Na chácara, o discurso de Dayrell foi bem recebido pelos participantes. Os pontos de vista dele, porém, estavam longe de representar uma unanimidade em Curitiba. Uma outra corrente do movimento neonazista defenderia a imposição do grupo pela violência, como as agressões a homossexuais praticadas na capital há algumas semanas. Esse grupo, com ramificações em São Paulo, defenderia uma linha de frente neonazista, pronta a agir com armas de fogo e a matar, caso necessário. A divergência com a estratégia adotada por Dayrell teria chegado no limite. Para garantir o controle do movimento em Curitiba, decidiram eliminá-lo.
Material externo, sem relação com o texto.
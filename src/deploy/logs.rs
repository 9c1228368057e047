// ABOUTME: Follows the logs of every running container, each at most once.
// ABOUTME: Lines are prefixed with a padded, colored app name; failures become warnings.

use crate::cluster::ClusterOps;
use crate::diagnostics::{Diagnostics, Warning};
use crate::output::Reporter;
use colored::{Color, Colorize};
use futures::StreamExt;
use parking_lot::Mutex;
use std::collections::{BTreeMap, HashSet};
use std::sync::Arc;
use tokio::task::JoinSet;
use tokio_util::sync::CancellationToken;

const PALETTE: &[Color] = &[
    Color::Cyan,
    Color::Yellow,
    Color::Green,
    Color::Magenta,
    Color::Blue,
    Color::BrightCyan,
    Color::BrightYellow,
    Color::BrightGreen,
    Color::BrightMagenta,
    Color::BrightBlue,
];

pub struct LogSupervisor {
    cluster: Arc<dyn ClusterOps>,
    reporter: Arc<dyn Reporter>,
    diagnostics: Arc<Mutex<Diagnostics>>,
    cancel: CancellationToken,
    prefixes: BTreeMap<String, String>,
    started: HashSet<(String, String)>,
    tasks: JoinSet<()>,
}

impl LogSupervisor {
    /// `apps` are every app of the run; prefixes are padded to the longest name.
    pub fn new<'a>(
        cluster: Arc<dyn ClusterOps>,
        reporter: Arc<dyn Reporter>,
        diagnostics: Arc<Mutex<Diagnostics>>,
        cancel: CancellationToken,
        apps: impl IntoIterator<Item = &'a str>,
    ) -> Self {
        let apps: Vec<&str> = apps.into_iter().collect();
        let width = apps.iter().map(|app| app.chars().count()).max().unwrap_or(0);
        let prefixes = apps
            .iter()
            .enumerate()
            .map(|(i, app)| {
                let padded = format!("{:<width$}", app, width = width);
                (app.to_string(), padded.color(PALETTE[i % PALETTE.len()]).to_string())
            })
            .collect();

        Self {
            cluster,
            reporter,
            diagnostics,
            cancel,
            prefixes,
            started: HashSet::new(),
            tasks: JoinSet::new(),
        }
    }

    /// Start following `container` of `pod` unless it is already followed.
    pub fn follow(&mut self, app: &str, pod: &str, container: &str) -> bool {
        if !self.started.insert((pod.to_string(), container.to_string())) {
            return false;
        }
        tracing::debug!(app, pod, container, "following logs");

        let prefix = self
            .prefixes
            .get(app)
            .cloned()
            .unwrap_or_else(|| app.to_string());
        self.tasks.spawn(stream_logs(
            self.cluster.clone(),
            self.reporter.clone(),
            self.diagnostics.clone(),
            self.cancel.clone(),
            LogTarget {
                app: app.to_string(),
                pod: pod.to_string(),
                container: container.to_string(),
                prefix,
            },
        ));
        true
    }

    pub fn followed(&self) -> usize {
        self.started.len()
    }

    /// Wait for every stream to end. Cancelling the run's token ends them early.
    pub async fn wait(mut self) {
        while let Some(result) = self.tasks.join_next().await {
            if let Err(e) = result
                && e.is_panic()
            {
                tracing::error!("log task panicked: {}", e);
            }
        }
    }

    pub fn abort(&mut self) {
        self.tasks.abort_all();
    }
}

struct LogTarget {
    app: String,
    pod: String,
    container: String,
    prefix: String,
}

async fn stream_logs(
    cluster: Arc<dyn ClusterOps>,
    reporter: Arc<dyn Reporter>,
    diagnostics: Arc<Mutex<Diagnostics>>,
    cancel: CancellationToken,
    target: LogTarget,
) {
    let opened = tokio::select! {
        _ = cancel.cancelled() => return,
        opened = cluster.pod_logs(&target.pod, &target.container) => opened,
    };
    let mut lines = match opened {
        Ok(lines) => lines,
        Err(e) => {
            diagnostics.lock().warn(Warning::log_stream(format!(
                "{}: cannot follow logs of {}/{}: {}",
                target.app, target.pod, target.container, e
            )));
            return;
        }
    };

    loop {
        let next = tokio::select! {
            _ = cancel.cancelled() => break,
            next = lines.next() => next,
        };
        match next {
            Some(Ok(line)) => reporter.log_line(&target.app, &target.prefix, &line),
            Some(Err(e)) => {
                diagnostics.lock().warn(Warning::log_stream(format!(
                    "{}: log stream of {}/{} failed: {}",
                    target.app, target.pod, target.container, e
                )));
                break;
            }
            None => break,
        }
    }
    tracing::debug!(pod = %target.pod, container = %target.container, "log stream ended");
}
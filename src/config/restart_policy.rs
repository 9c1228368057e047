// ABOUTME: Compose restart policy and its Kubernetes Pod equivalent.
// ABOUTME: Accepts no, always, unless-stopped and on-failure[:max-retries].

use serde::Deserialize;
use std::fmt;

/// `restart:` of a compose service. Compose defaults to `no`.
#[derive(Debug, Clone, PartialEq, Eq, Default, Deserialize)]
#[serde(try_from = "String")]
pub enum RestartPolicy {
    #[default]
    No,
    Always,
    UnlessStopped,
    OnFailure {
        max_retries: Option<u32>,
    },
}

impl RestartPolicy {
    /// Pod `restartPolicy`. Kubernetes has no retry limit, so it is dropped.
    pub fn as_pod_restart_policy(&self) -> &'static str {
        match self {
            RestartPolicy::No => "Never",
            RestartPolicy::Always | RestartPolicy::UnlessStopped => "Always",
            RestartPolicy::OnFailure { .. } => "OnFailure",
        }
    }
}

impl TryFrom<String> for RestartPolicy {
    type Error = String;

    fn try_from(value: String) -> Result<Self, Self::Error> {
        let (name, retries) = match value.split_once(':') {
            Some((name, retries)) => (name, Some(retries)),
            None => (value.as_str(), None),
        };
        match (name, retries) {
            ("no", None) => Ok(RestartPolicy::No),
            ("always", None) => Ok(RestartPolicy::Always),
            ("unless-stopped", None) => Ok(RestartPolicy::UnlessStopped),
            ("on-failure", retries) => {
                let max_retries = retries
                    .map(|r| r.parse().map_err(|_| format!("invalid max retries: {r}")))
                    .transpose()?;
                Ok(RestartPolicy::OnFailure { max_retries })
            }
            _ => Err(format!("unknown restart policy: {value}")),
        }
    }
}

impl fmt::Display for RestartPolicy {
    fn fmt(&self, f: &mut fmt::Formatter<'_>) -> fmt::Result {
        match self {
            RestartPolicy::No => f.write_str("no"),
            RestartPolicy::Always => f.write_str("always"),
            RestartPolicy::UnlessStopped => f.write_str("unless-stopped"),
            RestartPolicy::OnFailure { max_retries: None } => f.write_str("on-failure"),
            RestartPolicy::OnFailure {
                max_retries: Some(n),
            } => write!(f, "on-failure:{n}"),
        }
    }
}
O crime seria cometido por duas pessoas, que haviam sido proibidas por Dayrell de entrarem na festa. A dupla planejava entrar no local e matar o casal dentro da chácara. Eles teriam mudado de ideia ao constatar a presença de amigos na festa.

Por isso, teriam optado por assassinar o rapaz do lado de fora. Um segundo casal que participava das comemorações foi incumbido de tirar Dayrell e Renata do local. Lá fora, dois indivíduos, identificados pelos codinomes Hans e Fritz, esperavam Dayrell com uma pistola nove milímetros. Não se sabe o motivo real que fez o casal sair da festa. Eles saíram da chácara em companhia de uma menina. O carro que eles ocupavam, um Uno branco, foi abalroado por um veículo vermelho. Pela posição dos corpos e pela ausência de sangue dentro do veículo, presume-se que Daurell tentou lutar contra os agressores, deixando Renata mais próxima do carro. O rapaz foi morto com um único disparo na cabeça. Renata levou um tiro na nuca e um na altura da perna. Em cima do capô do carro, foi encontrada uma latinha de cerveja. Dentro do veículo, 12 celulares de participantes da festa.

Na quinta-feira de manhã, um casal foi detido pelo Cope na Vila Isabel. Para a polícia, eles afirmaram que não sabiam da intenção do trio de matar os namorados. Ontem, dois policiais do Cope, em conjunto com a polícia especial de São Paulo (Garra) prenderam Ricardo Barollo, em São Paulo. O rapaz, cujo codinome no movimento skinhead é França, seria o mandante do crime. No apartamento dele, a polícia encontrou material neonazista, inclusive informações sobre a criação de um novo país.

França seria um dos principais mentores da criação de uma linha de frente armada dentro da organização skinhead.

Até o início da noite, a polícia ainda buscava por Hans e Fritz. Um deles, segundo informações dos responsáveis pelas investigações, seria soldado do exército.

No manhã deste sábado (1º), a Secretaria de Estado de Segurança Pública (Sesp) informou, sem divulgar nomes e codinomes, que cinco pessoas foram presas além de França. De acordo com a Sesp, um total de 16 mandados de busca e apreensão foram cumpridos no Paraná, São Paulo, Santa Catarina e Rio Grande do Sul – onde a arma do crime foi encontrada. Um vasto material de apologia ao nazismo foi encontrado e apreendido pelos policiais.

A polícia deve prestar mais esclarecimentos sobre o caso em entrevista coletiva, no início da tarde deste sábado, em Curitiba.